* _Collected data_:
######
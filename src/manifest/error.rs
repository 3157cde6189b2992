//! Error types for manifest resolution.

use thiserror::Error;

use crate::http::FetchError;
use crate::store::StoreError;

/// Errors raised while resolving a record's asset URLs from its manifest.
///
/// "No manifest declared" is not an error: records with a direct asset list
/// never reach the manifest path, and records with neither are rejected by
/// eligibility before resolution runs.
#[derive(Debug, Error)]
pub enum ManifestError {
    /// The declared manifest URL is not well-formed; no request was issued.
    #[error("manifest URL is not well-formed: {url}")]
    InvalidUrl {
        /// The malformed URL.
        url: String,
    },

    /// The manifest document could not be fetched.
    #[error("manifest fetch failed for {url}: {source}")]
    Fetch {
        /// The manifest URL.
        url: String,
        /// The underlying fetch error.
        #[source]
        source: FetchError,
    },

    /// The manifest document is not valid JSON.
    #[error("manifest at {url} is not parseable")]
    Parse {
        /// The manifest URL.
        url: String,
    },

    /// The manifest's version/context field matches neither supported version.
    #[error("unsupported manifest version: context {context:?}")]
    UnsupportedVersion {
        /// The context value that failed to match.
        context: String,
    },

    /// The raw manifest could not be persisted to side storage.
    #[error("manifest side-file write failed: {0}")]
    Persist(#[from] StoreError),
}

impl ManifestError {
    /// Creates an invalid-URL error.
    pub fn invalid_url(url: impl Into<String>) -> Self {
        Self::InvalidUrl { url: url.into() }
    }

    /// Creates a fetch error.
    pub fn fetch(url: impl Into<String>, source: FetchError) -> Self {
        Self::Fetch {
            url: url.into(),
            source,
        }
    }

    /// Creates a parse error.
    pub fn parse(url: impl Into<String>) -> Self {
        Self::Parse { url: url.into() }
    }

    /// Creates an unsupported-version error.
    pub fn unsupported_version(context: impl Into<String>) -> Self {
        Self::UnsupportedVersion {
            context: context.into(),
        }
    }
}
impl std::fmt::Debug for Pipeline {
    fn fmt(&self, f: &mut std::fmt::Formatter<'_>) -> std::fmt::Result {
        f.debug_struct("Pipeline")
            .field("partner", &self.config.partner)
            .field("concurrency", &self.config.concurrency)
            .finish_non_exhaustive()
    }
}

impl Pipeline {
    /// Creates a pipeline over loaded run-wide state.
    ///
    /// # Errors
    ///
    /// Returns [`PipelineError::InvalidConcurrency`] when the configured value
    /// is outside the valid range.
    pub fn new(
        config: PipelineConfig,
        store: MediaStore,
        directory: ProviderDirectory,
        denylist: HashSet<String>,
    ) -> Result<Self, PipelineError> {
        if !(MIN_CONCURRENCY..=MAX_CONCURRENCY).contains(&config.concurrency) {
            return Err(PipelineError::InvalidConcurrency {
                value: config.concurrency,
            });
        }

        debug!(
            partner = %config.partner,
            concurrency = config.concurrency,
            max_retries = config.max_retries,
            "creating pipeline"
        );

        Ok(Self {
            config: Arc::new(config),
            store,
            directory: Arc::new(directory),
            denylist: Arc::new(denylist),
            tracker: Arc::new(Tracker::new()),
        })
    }

    /// Returns the run's tracker.
    #[must_use]
    pub fn tracker(&self) -> Arc<Tracker> {
        Arc::clone(&self.tracker)
    }

    /// Runs the download stage (eligibility, resolution, ingest) over a batch.
    ///
    /// Individual record failures never abort the batch; they are tracked and
    /// the run proceeds.
    ///
    /// # Errors
    ///
    /// Returns [`PipelineError::SemaphoreClosed`] if scheduling itself breaks.
    #[instrument(skip(self, record_ids), fields(records = record_ids.len()))]
    pub async fn run_download(&self, record_ids: &[String]) -> Result<(), PipelineError> {
        let semaphore = Arc::new(Semaphore::new(self.config.concurrency));
        let mut handles = Vec::with_capacity(record_ids.len());

        info!("starting download stage");

        for record_id in record_ids {
            let permit = semaphore
                .clone()
                .acquire_owned()
                .await
                .map_err(|_| PipelineError::SemaphoreClosed)?;

            let record_id = record_id.clone();
            let config = Arc::clone(&self.config);
            let store = self.store.clone();
            let directory = Arc::clone(&self.directory);
            let denylist = Arc::clone(&self.denylist);
            let tracker = Arc::clone(&self.tracker);

            handles.push(tokio::spawn(async move {
                let _permit = permit;
                download_record(&record_id, &config, &store, &directory, &denylist, &tracker)
                    .await;
            }));
        }

        join_worker_handles(handles).await;

        info!(summary = %self.tracker.summary(), "download stage complete");
        Ok(())
    }

    /// Runs the publish stage over a batch of already-ingested records.
    ///
    /// # Errors
    ///
    /// Returns [`PipelineError::SemaphoreClosed`] if scheduling itself breaks.
    #[instrument(skip(self, record_ids, wiki), fields(records = record_ids.len()))]
    pub async fn run_publish(
        &self,
        record_ids: &[String],
        wiki: Arc<dyn WikiRepository>,
    ) -> Result<(), PipelineError> {
        let semaphore = Arc::new(Semaphore::new(self.config.concurrency));
        let mut handles = Vec::with_capacity(record_ids.len());

        info!(dry_run = self.config.dry_run, "starting publish stage");

        for record_id in record_ids {
            let permit = semaphore
                .clone()
                .acquire_owned()
                .await
                .map_err(|_| PipelineError::SemaphoreClosed)?;

            let record_id = record_id.clone();
            let config = Arc::clone(&self.config);
            let store = self.store.clone();
            let tracker = Arc::clone(&self.tracker);
            let wiki = Arc::clone(&wiki);

            handles.push(tokio::spawn(async move {
                let _permit = permit;
                publish_record(&record_id, &config, &store, wiki.as_ref(), &tracker).await;
            }));
        }

        join_worker_handles(handles).await;

        info!(summary = %self.tracker.summary(), "publish stage complete");
        Ok(())
    }
}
######
* _Work instruction_:
Using the data above, print exactly the lines from the line that contains "fn fmt(&self, f: &mut" through the line that contains "the configured value", with both included.

* _Solution to the problem_:
    fn fmt(&self, f: &mut std::fmt::Formatter<'_>) -> std::fmt::Result {
        f.debug_struct("Pipeline")
            .field("partner", &self.config.partner)
            .field("concurrency", &self.config.concurrency)
            .finish_non_exhaustive()
    }
}

impl Pipeline {
    /// Creates a pipeline over loaded run-wide state.
    ///
    /// # Errors
    ///
    /// Returns [`PipelineError::InvalidConcurrency`] when the configured value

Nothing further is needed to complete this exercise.